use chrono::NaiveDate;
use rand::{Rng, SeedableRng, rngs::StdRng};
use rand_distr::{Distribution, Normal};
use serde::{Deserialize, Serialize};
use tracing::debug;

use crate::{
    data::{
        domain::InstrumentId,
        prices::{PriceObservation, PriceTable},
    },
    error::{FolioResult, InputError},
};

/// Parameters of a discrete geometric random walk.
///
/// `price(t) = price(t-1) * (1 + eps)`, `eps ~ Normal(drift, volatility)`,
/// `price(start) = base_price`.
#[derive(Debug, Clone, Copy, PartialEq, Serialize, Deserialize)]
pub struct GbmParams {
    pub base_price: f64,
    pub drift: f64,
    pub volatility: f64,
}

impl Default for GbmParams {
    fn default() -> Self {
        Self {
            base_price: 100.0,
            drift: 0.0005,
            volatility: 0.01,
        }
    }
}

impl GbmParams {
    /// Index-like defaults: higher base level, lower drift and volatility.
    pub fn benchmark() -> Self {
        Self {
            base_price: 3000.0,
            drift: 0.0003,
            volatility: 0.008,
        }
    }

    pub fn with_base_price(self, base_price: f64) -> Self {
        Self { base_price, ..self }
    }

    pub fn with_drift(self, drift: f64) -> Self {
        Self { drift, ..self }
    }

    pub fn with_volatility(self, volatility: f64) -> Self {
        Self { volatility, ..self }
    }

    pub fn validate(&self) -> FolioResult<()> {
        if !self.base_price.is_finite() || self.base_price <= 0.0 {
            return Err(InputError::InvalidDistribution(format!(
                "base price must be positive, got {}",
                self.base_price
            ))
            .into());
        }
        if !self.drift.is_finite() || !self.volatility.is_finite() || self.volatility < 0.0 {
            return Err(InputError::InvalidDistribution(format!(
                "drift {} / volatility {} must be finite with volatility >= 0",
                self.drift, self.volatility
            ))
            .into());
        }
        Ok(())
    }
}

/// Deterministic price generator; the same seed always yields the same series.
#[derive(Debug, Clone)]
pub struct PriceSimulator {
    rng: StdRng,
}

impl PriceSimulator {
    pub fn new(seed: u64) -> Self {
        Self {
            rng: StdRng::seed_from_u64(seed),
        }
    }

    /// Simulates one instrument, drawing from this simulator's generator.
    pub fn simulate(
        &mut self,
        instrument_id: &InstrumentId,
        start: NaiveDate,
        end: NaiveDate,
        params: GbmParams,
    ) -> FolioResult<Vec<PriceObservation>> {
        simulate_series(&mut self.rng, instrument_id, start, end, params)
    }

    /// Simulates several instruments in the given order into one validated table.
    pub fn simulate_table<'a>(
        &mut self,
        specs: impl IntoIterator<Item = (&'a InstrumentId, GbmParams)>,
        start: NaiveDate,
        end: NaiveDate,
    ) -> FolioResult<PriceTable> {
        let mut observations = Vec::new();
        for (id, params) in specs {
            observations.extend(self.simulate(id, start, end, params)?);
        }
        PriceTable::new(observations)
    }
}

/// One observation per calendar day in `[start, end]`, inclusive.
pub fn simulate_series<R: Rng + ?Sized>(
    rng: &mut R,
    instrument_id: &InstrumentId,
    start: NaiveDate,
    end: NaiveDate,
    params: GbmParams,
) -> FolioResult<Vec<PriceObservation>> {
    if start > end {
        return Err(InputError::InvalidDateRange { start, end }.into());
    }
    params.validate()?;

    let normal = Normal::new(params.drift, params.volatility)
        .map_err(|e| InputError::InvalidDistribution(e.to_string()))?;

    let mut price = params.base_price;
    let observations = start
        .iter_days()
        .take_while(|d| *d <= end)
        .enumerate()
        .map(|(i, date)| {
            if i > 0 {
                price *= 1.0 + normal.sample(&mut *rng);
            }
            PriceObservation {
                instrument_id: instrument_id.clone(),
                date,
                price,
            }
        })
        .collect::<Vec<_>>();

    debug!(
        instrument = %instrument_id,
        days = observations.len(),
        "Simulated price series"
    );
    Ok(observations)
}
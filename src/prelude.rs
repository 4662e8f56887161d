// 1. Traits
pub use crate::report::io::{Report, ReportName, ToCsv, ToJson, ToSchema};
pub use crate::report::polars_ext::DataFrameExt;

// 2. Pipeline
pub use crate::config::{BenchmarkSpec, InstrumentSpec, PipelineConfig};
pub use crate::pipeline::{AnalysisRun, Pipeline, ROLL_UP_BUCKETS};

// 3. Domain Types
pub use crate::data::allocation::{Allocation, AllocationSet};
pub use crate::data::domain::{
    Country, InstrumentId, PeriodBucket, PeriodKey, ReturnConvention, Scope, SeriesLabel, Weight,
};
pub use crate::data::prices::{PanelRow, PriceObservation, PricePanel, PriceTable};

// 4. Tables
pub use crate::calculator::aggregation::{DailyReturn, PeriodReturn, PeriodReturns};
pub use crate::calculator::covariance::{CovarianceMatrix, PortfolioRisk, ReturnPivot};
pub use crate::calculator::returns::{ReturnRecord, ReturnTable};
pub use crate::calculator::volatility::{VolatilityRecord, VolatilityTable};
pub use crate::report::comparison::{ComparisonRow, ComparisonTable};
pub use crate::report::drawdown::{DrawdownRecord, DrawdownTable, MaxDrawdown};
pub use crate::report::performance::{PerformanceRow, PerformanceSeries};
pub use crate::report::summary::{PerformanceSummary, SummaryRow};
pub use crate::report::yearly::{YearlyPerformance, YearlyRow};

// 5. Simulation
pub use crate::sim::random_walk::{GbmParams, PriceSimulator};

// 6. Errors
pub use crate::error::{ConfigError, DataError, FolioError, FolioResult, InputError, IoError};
· · · ·
Problem requirements >> What lines in the data hold the word "Deserialize"? Return them.

Exercise response >>
use serde::{Deserialize, Serialize};
#[derive(Debug, Clone, Copy, PartialEq, Serialize, Deserialize)]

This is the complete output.